On the eve of International Day against Drug Abuse and Illicit Trafficking, doctors at Fortis Hospital, Mohali advised that expert care are vital to check rising incidents of drug abuse. Stressing about need to create awareness, Dr Hardeep Singh, Senior Consultant, Department of Psychiatry, Fortis Hospital, Mohali said that there is a need to raise awareness of the major impacts of illicit drugs as drug abuse is a major problem affecting youth of the country.
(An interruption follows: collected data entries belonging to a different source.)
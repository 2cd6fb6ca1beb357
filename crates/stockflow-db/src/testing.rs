//! Shared fixtures for the crate's tests.
//!
//! ```text
//! store-1
//! ├── W   warehouse
//! ├── S1  sales area
//! └── S2  sales area
//!
//! P  Coffee 250g  cost 8.50  sale 19.99
//! Q  Sugar 1kg    cost 12.50 sale 20.00
//! ```

use chrono::NaiveDate;

use crate::repository::inventory;
use crate::repository::ledger::LedgerCounts;
use crate::{Database, DbConfig};
use stockflow_core::rows::{InflowRow, MovementRow, OutflowRow, SaleRow, WithdrawRow};
use stockflow_core::{
    InflowSource, InventoryRecord, Location, LocationKind, Money, MovementKind, OutflowDestination,
    PayMethod, Product, Store,
};

pub const STORE: &str = "store-1";
pub const WAREHOUSE: &str = "W";
pub const SALES_1: &str = "S1";
pub const SALES_2: &str = "S2";

const DAY: &str = "2024-02-20";
const USER: &str = "ana";

/// Fresh in-memory database with the fixture catalog.
pub async fn seeded_db() -> Database {
    let db = Database::new(DbConfig::in_memory()).await.unwrap();
    seed(&db).await;
    db
}

/// Inserts the fixture catalog.
pub async fn seed(db: &Database) {
    let catalog = db.catalog();

    catalog
        .insert_store(&Store {
            id: STORE.to_string(),
            name: "Main Street".to_string(),
        })
        .await
        .unwrap();

    for (id, kind) in [
        (WAREHOUSE, LocationKind::Warehouse),
        (SALES_1, LocationKind::SalesArea),
        (SALES_2, LocationKind::SalesArea),
    ] {
        catalog
            .insert_location(&Location {
                id: id.to_string(),
                store_id: STORE.to_string(),
                kind,
                name: format!("Location {id}"),
            })
            .await
            .unwrap();
    }

    catalog
        .insert_product(&Product::new("P", "Coffee 250g", "unit", 850, 1999))
        .await
        .unwrap();
    catalog
        .insert_product(&Product::new("Q", "Sugar 1kg", "unit", 1250, 2000))
        .await
        .unwrap();
}

/// Puts `qty` units on a counter without writing a ledger record.
pub async fn stock(db: &Database, location_id: &str, product_id: &str, qty: i64) {
    let mut conn = db.pool().acquire().await.unwrap();
    inventory::increment(&mut conn, location_id, product_id, qty)
        .await
        .unwrap();
}

/// Every counter plus ledger row totals, for before/after comparisons.
pub async fn snapshot(db: &Database) -> (Vec<InventoryRecord>, LedgerCounts) {
    let counters = sqlx::query_as::<_, InventoryRecord>(
        r#"
        SELECT location_id, product_id, quantity, min_stock
        FROM inventory
        ORDER BY location_id, product_id
        "#,
    )
    .fetch_all(db.pool())
    .await
    .unwrap();

    (counters, db.ledger().counts().await.unwrap())
}

pub fn date(value: &str) -> NaiveDate {
    NaiveDate::parse_from_str(value, "%Y-%m-%d").unwrap()
}

pub fn inflow(warehouse_id: &str, product_id: &str, quantity: i64) -> InflowRow {
    InflowRow {
        warehouse_id: warehouse_id.to_string(),
        product_id: product_id.to_string(),
        quantity,
        source: InflowSource::Company {
            provider: "Acme Foods".to_string(),
        },
        date: date(DAY),
        user_id: USER.to_string(),
    }
}

pub fn outflow(
    warehouse_id: &str,
    product_id: &str,
    quantity: i64,
    destination: OutflowDestination,
) -> OutflowRow {
    OutflowRow {
        warehouse_id: warehouse_id.to_string(),
        product_id: product_id.to_string(),
        quantity,
        destination,
        date: date(DAY),
        user_id: USER.to_string(),
    }
}

pub fn movement(sales_area_id: &str, product_id: &str, quantity: i64, kind: MovementKind) -> MovementRow {
    MovementRow {
        sales_area_id: sales_area_id.to_string(),
        product_id: product_id.to_string(),
        quantity,
        kind,
        date: date(DAY),
        user_id: USER.to_string(),
    }
}

pub fn sale(sales_area_id: &str, product_id: &str, quantity: i64, pay_method: PayMethod) -> SaleRow {
    SaleRow {
        sales_area_id: sales_area_id.to_string(),
        product_id: product_id.to_string(),
        quantity,
        pay_method,
        date: date(DAY),
        user_id: USER.to_string(),
    }
}

pub fn withdrawal(sales_area_id: &str, cents: i64) -> WithdrawRow {
    WithdrawRow {
        sales_area_id: sales_area_id.to_string(),
        amount: Money::from_cents(cents),
        date: date(DAY),
        user_id: USER.to_string(),
    }
}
United Nations observes 26 June every year as International Day against Drug Abuse and Illicit Trafficking. Dr. Hardeep Singh said, “In Punjab almost every 3rd young person is into drugs even though there are stringent laws to prevent the same. Apart from some prescription drugs commonly abused drugs in the region include Heroin, Opium, Poppy Husk, Alcohol and Marijuana. Many youngsters believe these to be recreational. They justify their use for such drugs by stating that these have been “legalized” in advanced countries. There is little realization that drugs are only legalized when all government efforts fail to stop bootlegging.”
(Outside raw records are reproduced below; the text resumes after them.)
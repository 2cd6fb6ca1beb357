//! # Inventory Repository
//!
//! One stock counter per (location, product).
//!
//! ## Counter Updates
//! ```text
//! ┌─────────────────────────────────────────────────────────────────────────┐
//! │                    Atomic Counter Updates                               │
//! │                                                                         │
//! │  increment(W, P, 5)                                                    │
//! │    INSERT .. VALUES (W, P, 5)                                          │
//! │    ON CONFLICT (location_id, product_id)                               │
//! │    DO UPDATE SET quantity = quantity + excluded.quantity               │
//! │    → creates the counter on first arrival                              │
//! │                                                                         │
//! │  decrement(W, P, 15)                                                   │
//! │    UPDATE .. SET quantity = quantity - 15                              │
//! │    WHERE .. AND quantity >= 15                                         │
//! │    → 0 rows affected ⇒ InsufficientStock { available, requested }     │
//! │                                                                         │
//! │  Never read-modify-write: the check and the write are one statement.   │
//! └─────────────────────────────────────────────────────────────────────────┘
//! ```
//!
//! The mutators are free functions over a `SqliteConnection` so the engine
//! can run them on its batch transaction (`&mut *tx`). The repository type
//! wraps the pool for standalone reads.

use chrono::Utc;
use sqlx::{SqliteConnection, SqlitePool};
use tracing::debug;

use crate::error::{DbResult, EngineError, EngineResult};
use stockflow_core::{CoreError, InventoryRecord, StockLine};

/// Repository for per-location stock counters.
#[derive(Debug, Clone)]
pub struct InventoryRepository {
    pool: SqlitePool,
}

impl InventoryRepository {
    /// Creates a new InventoryRepository.
    pub fn new(pool: SqlitePool) -> Self {
        InventoryRepository { pool }
    }

    /// Current quantity; 0 when no counter exists yet.
    pub async fn get_quantity(&self, location_id: &str, product_id: &str) -> DbResult<i64> {
        let mut conn = self.pool.acquire().await?;
        get_quantity(&mut conn, location_id, product_id).await
    }

    /// The full counter, if one exists.
    pub async fn get_record(
        &self,
        location_id: &str,
        product_id: &str,
    ) -> DbResult<Option<InventoryRecord>> {
        let record = sqlx::query_as::<_, InventoryRecord>(
            r#"
            SELECT location_id, product_id, quantity, min_stock
            FROM inventory
            WHERE location_id = ?1 AND product_id = ?2
            "#,
        )
        .bind(location_id)
        .bind(product_id)
        .fetch_optional(&self.pool)
        .await?;

        Ok(record)
    }

    /// Quantity at or below the threshold.
    ///
    /// A missing counter reads as quantity 0 with threshold 0, so it is low.
    pub async fn is_low_stock(&self, location_id: &str, product_id: &str) -> DbResult<bool> {
        let record = self.get_record(location_id, product_id).await?;
        Ok(record.map_or(true, |r| r.is_low_stock()))
    }

    /// Sets the low-stock threshold, creating the counter at quantity 0 if
    /// needed.
    ///
    /// ## Errors
    /// * `DbError::CheckViolation` - negative threshold
    /// * `DbError::ForeignKeyViolation` - unknown location or product
    pub async fn set_min_stock(
        &self,
        location_id: &str,
        product_id: &str,
        min_stock: i64,
    ) -> DbResult<()> {
        debug!(location_id, product_id, min_stock, "Setting min stock");

        sqlx::query(
            r#"
            INSERT INTO inventory (location_id, product_id, quantity, min_stock, updated_at)
            VALUES (?1, ?2, 0, ?3, ?4)
            ON CONFLICT (location_id, product_id)
            DO UPDATE SET min_stock = excluded.min_stock, updated_at = excluded.updated_at
            "#,
        )
        .bind(location_id)
        .bind(product_id)
        .bind(min_stock)
        .bind(Utc::now())
        .execute(&self.pool)
        .await?;

        Ok(())
    }

    /// Products with stock at a location, for pickers.
    pub async fn list_in_stock(&self, location_id: &str) -> DbResult<Vec<StockLine>> {
        let lines = sqlx::query_as::<_, StockLine>(
            r#"
            SELECT
                i.location_id,
                i.product_id,
                p.name AS product_name,
                p.unit,
                i.quantity,
                i.min_stock,
                p.cost_price,
                p.sale_price
            FROM inventory i
            JOIN products p ON p.id = i.product_id
            WHERE i.location_id = ?1 AND i.quantity > 0
            ORDER BY p.name
            "#,
        )
        .bind(location_id)
        .fetch_all(&self.pool)
        .await?;

        Ok(lines)
    }

    /// Counters at or below their threshold at a location.
    pub async fn list_low_stock(&self, location_id: &str) -> DbResult<Vec<StockLine>> {
        let lines = sqlx::query_as::<_, StockLine>(
            r#"
            SELECT
                i.location_id,
                i.product_id,
                p.name AS product_name,
                p.unit,
                i.quantity,
                i.min_stock,
                p.cost_price,
                p.sale_price
            FROM inventory i
            JOIN products p ON p.id = i.product_id
            WHERE i.location_id = ?1 AND i.quantity <= i.min_stock
            ORDER BY i.quantity, p.name
            "#,
        )
        .bind(location_id)
        .fetch_all(&self.pool)
        .await?;

        Ok(lines)
    }
}

// =============================================================================
// Counter operations (run on the batch transaction)
// =============================================================================

/// Current quantity on the given connection; 0 when absent.
pub async fn get_quantity(
    conn: &mut SqliteConnection,
    location_id: &str,
    product_id: &str,
) -> DbResult<i64> {
    let quantity: Option<i64> = sqlx::query_scalar(
        "SELECT quantity FROM inventory WHERE location_id = ?1 AND product_id = ?2",
    )
    .bind(location_id)
    .bind(product_id)
    .fetch_optional(&mut *conn)
    .await?;

    Ok(quantity.unwrap_or(0))
}

/// Adds `amount` to the counter, creating it if absent. Returns the new
/// quantity.
pub async fn increment(
    conn: &mut SqliteConnection,
    location_id: &str,
    product_id: &str,
    amount: i64,
) -> DbResult<i64> {
    debug!(location_id, product_id, amount, "Incrementing stock");

    let quantity: i64 = sqlx::query_scalar(
        r#"
        INSERT INTO inventory (location_id, product_id, quantity, min_stock, updated_at)
        VALUES (?1, ?2, ?3, 0, ?4)
        ON CONFLICT (location_id, product_id)
        DO UPDATE SET
            quantity = quantity + excluded.quantity,
            updated_at = excluded.updated_at
        RETURNING quantity
        "#,
    )
    .bind(location_id)
    .bind(product_id)
    .bind(amount)
    .bind(Utc::now())
    .fetch_one(&mut *conn)
    .await?;

    Ok(quantity)
}

/// Removes `amount` from the counter. Returns the new quantity.
///
/// ## Errors
/// * `EngineError::Rejected(CoreError::InsufficientStock)` - fewer than
///   `amount` units on hand (including no counter at all); nothing changes
pub async fn decrement(
    conn: &mut SqliteConnection,
    location_id: &str,
    product_id: &str,
    amount: i64,
) -> EngineResult<i64> {
    debug!(location_id, product_id, amount, "Decrementing stock");

    let updated: Option<i64> = sqlx::query_scalar(
        r#"
        UPDATE inventory
        SET quantity = quantity - ?3, updated_at = ?4
        WHERE location_id = ?1 AND product_id = ?2 AND quantity >= ?3
        RETURNING quantity
        "#,
    )
    .bind(location_id)
    .bind(product_id)
    .bind(amount)
    .bind(Utc::now())
    .fetch_optional(&mut *conn)
    .await?;

    match updated {
        Some(quantity) => Ok(quantity),
        None => {
            let available = get_quantity(conn, location_id, product_id).await?;
            Err(EngineError::Rejected(CoreError::InsufficientStock {
                location_id: location_id.to_string(),
                product_id: product_id.to_string(),
                available,
                requested: amount,
            }))
        }
    }
}

// =============================================================================
// Unit Tests
// =============================================================================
Expressing concern about increasing drug abuse especially in urban areas, Dr Hardeep Singh added, “The use of drugs appears to be increasing in the metro cities. The changing family structure, societal values and peer pressure are some of the reasons behind drug abuse. Besides damaging health, the drug menace has several side effects such as economic loss, anti-social behaviour like stealing, violence and crime, social stigma and an overall downfall of the society.”

In order to recognize early symptoms of drug addiction, it is important that near and dear ones keep a close eye on certain behavioral changes. It is always best to consult a Psychiatrist who may advise certain investigations to look for damage caused to body organs and also prescribe medicines to help overcome withdrawals due to drugs / alcohol. Some people may require hospitalization for 3-4 weeks while the majority can be treated on outpatient basis. The treatment involves an initial phase of drug detoxification, wherein drug is driven out of the body. This takes about 2 weeks followed by a de-addiction process which usually takes up to about 2 years.

Dr Hardeep Singh suggested that, “If the patient’s family gets involved, there is are better chances of positive outcomes. Nowadays, with advancement of science and better understanding of neurobiology of Addiction, there are several medicines available which help reduce cravings for drug significantly. Self-help groups provide support to sufferers and help them fight social stigma and shame.”